We finalized, during the quarter, a Lewisville test in Grimes County testing the concept of longer laterals, more fracs and more proppant. We are still evaluating the Norwood well, and will for several months, before we can determine the effectiveness of that strategy. Specifics on that well are as follows:

                             

Total Measured

Status / First

30 Day Avg IP

Well

WI%

Depth (ft.)

Lateral (ft.)

Frac Stages

Production

(boed)

% Oil

Norwood 2H 90% 17,699 7,744 30 Evaluating TBD TBD
 

In addition, we drilled the Stokes #1H well in the same area to a depth of 10,300 feet in early 2014. This was a vertical pilot well for which a whole core was recovered in the Eagle Ford and other formations. We are encouraged by the core data from the Eagle Ford formation as to its comparisons to petrophysical and geologic properties that are seen in the productive areas of the East Texas Eagle Ford seen to the west in Brazos County. We are continuing to evaluate all the data to determine the viability of future drilling in those zones in the Madison and Grimes areas.

South Texas

Fayette and Gonzales County, Texas (Elm Hill Project)

We have commenced production from three wells in our Elm Hill Project, where we have a 50% working interest, and have presented limited information on results as we continue to lease in the area.

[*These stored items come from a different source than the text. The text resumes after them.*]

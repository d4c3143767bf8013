//! Stdin Bot Example
//!
//! Every line typed on stdin becomes a message update. Prefix a line with
//! `@<id>` to send it as another user, which shows that conversations are
//! keyed per sender:
//!
//! ```text
//! /start
//! bot> What's your name?
//! @7 hello
//! bot> hello
//! Ann
//! bot> Hi Ann! How old are you?
//! forty
//! bot> That's not a number. How old are you?
//! 40
//! bot> Nice to meet you, Ann (40).
//! /whoami
//! bot> You are Ann, 40 years old.
//! ```
//!
//! # Usage
//!
//! ```bash
//! cargo run --package stdin-bot -- --user 42
//! ```

use std::path::PathBuf;

use anyhow::Result;
use clap::Parser;
use parley::framework::{MessageKeys, RegistrationError};
use parley::prelude::*;
use parley::runtime::config::ProcessorKind;
use tokio::io::{AsyncBufReadExt, BufReader};
use tokio::sync::mpsc;

#[derive(Parser, Debug)]
#[command(name = "stdin-bot", about = "Chat with a Parley bot from the terminal")]
struct Args {
    /// Configuration file; `parley.toml` is searched for when omitted
    #[arg(short, long)]
    config: Option<PathBuf>,

    /// User id for lines without an `@<id>` prefix
    #[arg(short, long, default_value_t = 42)]
    user: i64,

    /// Route updates concurrently instead of one at a time
    #[arg(long)]
    parallel: bool,
}

// ============================================================================
// Handlers
// ============================================================================

fn reply(text: impl std::fmt::Display) {
    println!("bot> {text}");
}

fn same_sender(ctx: &Context<Message>) -> MessageKeys {
    KeyBuilder::for_message()
        .from_user(ctx.sender_id().unwrap_or_default())
        .in_chat(ctx.chat.id)
}

fn ask_age(ctx: &Context<Message>, name: &str) -> Result<Flow, RegistrationError> {
    ctx.continue_with(
        ContinueWith::message("got_age")
            .keys(same_sender(ctx))
            .kwarg("name", name),
    )
}

fn register_handlers(dispatcher: &Dispatcher) -> Result<(), RegistrationError> {
    dispatcher.add_handler(
        Handler::message("log", |ctx: Context<Message>| async move {
            info!(
                user = ?ctx.sender_id(),
                text = ctx.content().unwrap_or_default(),
                "Received message"
            );
            Flow::Resume
        })
        .priority(100),
    )?;

    dispatcher.add_handler(
        Handler::message("start", |ctx: Context<Message>| async move {
            reply("What's your name?");
            ctx.continue_with(ContinueWith::message("got_name").keys(same_sender(&ctx)))
        })
        .filter(message::command("start")),
    )?;

    dispatcher.add_handler(
        Handler::message("got_name", |ctx: Context<Message>| async move {
            let name = ctx.text.clone().unwrap_or_default();
            reply(format_args!("Hi {name}! How old are you?"));
            ask_age(&ctx, &name)
        })
        .filter(message::text())
        .continue_after(["start"]),
    )?;

    dispatcher.add_handler(
        Handler::message("got_age", |ctx: Context<Message>| async move {
            let name: String = ctx.kwarg("name").unwrap_or_default();
            let Ok(age) = ctx.content().unwrap_or_default().trim().parse::<u32>() else {
                reply("That's not a number. How old are you?");
                return ask_age(&ctx, &name);
            };

            reply(format_args!("Nice to meet you, {name} ({age})."));
            let user = ctx.sender_id().unwrap_or_default();
            ctx.set_shared(format!("profile:{user}"), (name, age));
            Ok(Flow::Stop)
        })
        .filter(message::text())
        .continue_after(["got_name"])
        .continue_after_self(),
    )?;

    dispatcher.add_handler(
        Handler::message("whoami", |ctx: Context<Message>| async move {
            let user = ctx.sender_id().unwrap_or_default();
            match ctx.shared::<(String, u32)>(&format!("profile:{user}")) {
                Some(profile) => reply(format_args!(
                    "You are {}, {} years old.",
                    profile.0, profile.1
                )),
                None => reply("I don't know you yet. Say /start."),
            }
        })
        .filter(message::command("whoami")),
    )?;

    dispatcher.add_handler(
        Handler::message("echo", |ctx: Context<Message>| async move {
            reply(ctx.content().unwrap_or_default());
        })
        .filter(message::text())
        .priority(-10),
    )?;

    dispatcher.on_error::<RegistrationError, _, _, _>(|ctx| async move {
        warn!(error = %ctx.error(), "Could not schedule a follow-up");
    });
    dispatcher.on_any_error(|ctx| async move {
        error!(
            update_id = ctx.update().update_id,
            error = %ctx.error(),
            "Dispatch failed"
        );
    });

    Ok(())
}

// ============================================================================
// Stdin Source
// ============================================================================

/// Turns `@7 hello` into a message from user 7 and anything else into a
/// message from `default_user`.
fn parse_line(update_id: i64, default_user: i64, line: &str) -> Update {
    let (user, text) = line
        .strip_prefix('@')
        .and_then(|rest| rest.split_once(char::is_whitespace))
        .and_then(|(id, text)| Some((id.parse().ok()?, text.trim_start())))
        .unwrap_or((default_user, line));

    let from = User::new(user, format!("user{user}"));
    Update::message(
        update_id,
        Message::from_text(update_id, Chat::private(user), Some(from), text),
    )
}

async fn read_stdin(tx: mpsc::Sender<Update>, default_user: i64) -> Result<()> {
    let mut lines = BufReader::new(tokio::io::stdin()).lines();
    let mut update_id = 1;

    while let Some(line) = lines.next_line().await? {
        if line.trim().is_empty() {
            continue;
        }
        if tx.send(parse_line(update_id, default_user, &line)).await.is_err() {
            break;
        }
        update_id += 1;
    }
    Ok(())
}

// ============================================================================
// Main Entry Point
// ============================================================================

#[tokio::main]
async fn main() -> Result<()> {
    let args = Args::parse();

    let mut loader = ConfigLoader::new();
    if let Some(path) = &args.config {
        loader = loader.file(path);
    }
    let mut config = loader.load()?;
    if args.parallel {
        config.dispatcher.processor = ProcessorKind::Parallel;
    }

    let (tx, source) = ChannelSource::channel(64);
    let mut runtime = Runtime::from_config(&config, source)?;
    register_handlers(runtime.dispatcher())?;

    let reader = tokio::spawn(read_stdin(tx, args.user));
    runtime.run().await?;

    if reader.is_finished() {
        reader.await??;
    } else {
        reader.abort();
    }
    Ok(())
}

#[cfg(test)]
mod tests {
    use super::*;

    #[test]
    fn test_parse_line_with_user_prefix() {
        let update = parse_line(3, 42, "@7 hello there");
        let msg = Message::from_update(&update).unwrap();
        assert_eq!(msg.sender_id(), Some(7));
        assert_eq!(msg.text.as_deref(), Some("hello there"));

        let update = parse_line(4, 42, "@x nope");
        let msg = Message::from_update(&update).unwrap();
        assert_eq!(msg.sender_id(), Some(42));
        assert_eq!(msg.text.as_deref(), Some("@x nope"));
    }

    #[tokio::test]
    async fn test_conversation_flow() {
        let dispatcher = Dispatcher::new();
        register_handlers(&dispatcher).unwrap();

        for (id, line) in ["/start", "@7 interrupt", "Ann", "forty", "40"]
            .into_iter()
            .enumerate()
        {
            dispatcher.dispatch(parse_line(id as i64 + 1, 42, line)).await;
        }

        let profile = dispatcher.shared().get::<(String, u32)>("profile:42").unwrap();
        assert_eq!(*profile, ("Ann".to_string(), 40));
        assert_eq!(dispatcher.pending_continuations(), 0);
        assert!(dispatcher.shared().get::<(String, u32)>("profile:7").is_none());
    }
}
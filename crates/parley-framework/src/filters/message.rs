//! Filters over [`Message`] payloads.

use parley_core::{ChatType, Message};
use regex::Regex;

use super::capture_into;
use crate::filter::Filter;

/// Matches every message.
pub fn any() -> Filter<Message> {
    Filter::new(|_: &Message| true)
}

/// Matches messages that carry text.
pub fn text() -> Filter<Message> {
    Filter::new(|m: &Message| m.text.is_some())
}

/// Matches `/name` commands, with or without a `@bot` suffix.
///
/// Records the command name under `command` and the remaining text under
/// `args`.
pub fn command(name: impl Into<String>) -> Filter<Message> {
    let name = name.into();
    Filter::capture(move |m: &Message, meta| match m.command() {
        Some((cmd, args)) if cmd == name => {
            meta.insert("command", cmd);
            meta.insert("args", args);
            true
        }
        _ => false,
    })
}

/// Matches messages posted in chats of the given type.
pub fn chat_type(kind: ChatType) -> Filter<Message> {
    Filter::new(move |m: &Message| m.chat.kind == kind)
}

/// Matches messages from private chats.
pub fn private() -> Filter<Message> {
    chat_type(ChatType::Private)
}

/// Matches messages from groups and supergroups.
pub fn group() -> Filter<Message> {
    chat_type(ChatType::Group) | chat_type(ChatType::Supergroup)
}

/// Matches messages sent by the given user.
pub fn from_user(user_id: i64) -> Filter<Message> {
    Filter::new(move |m: &Message| m.sender_id() == Some(user_id))
}

/// Matches messages whose text matches `pattern`.
///
/// The pattern is searched anywhere in the text; anchor it with `^` to
/// match from the start.
pub fn regex(pattern: &str) -> Result<Filter<Message>, regex::Error> {
    Ok(matches(Regex::new(pattern)?))
}

/// Like [`regex`], with an already compiled expression.
pub fn matches(re: Regex) -> Filter<Message> {
    Filter::capture(move |m: &Message, meta| {
        m.text
            .as_deref()
            .is_some_and(|text| capture_into(&re, text, meta))
    })
}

We have drilled two additional wells in this area as reflected below:

             

Total Measured

Well

WI%

Depth (ft.)

Status

Henderson 1H 50% 15,513 Completing
Jennifer 1H 50% 13,722 Completing
 

To date, we and our partner have successfully drilled five vertical pilot holes (where four whole cores were recovered) to evaluate six hydrocarbon bearing formations that have potential for development. The five horizontal wells that we have drilled are testing for three of the six formations. Once we evaluate the results from each formation and area, we will develop a comprehensive program for further development of our approximate 55,000 gross acre position. At that point, we will be prepared to release what the composite results are and how they were evaluated in developing our strategy.

Zavala and Dimmit County, Texas (Eagle Ford)

During the fourth quarter of 2014, we drilled the Beeler Unit 24H as a vertical pilot well to evaluate the Eagle Ford in Zavala and Dimmit Counties. We are evaluating the recovered core data prior to deciding on a new development strategy for the Eagle Ford in these areas. It is possible that we will drill an Eagle Ford well in this area later this year.

Wyoming

Natrona County (FRAMS Project) and Weston County (N. Cheyenne Project)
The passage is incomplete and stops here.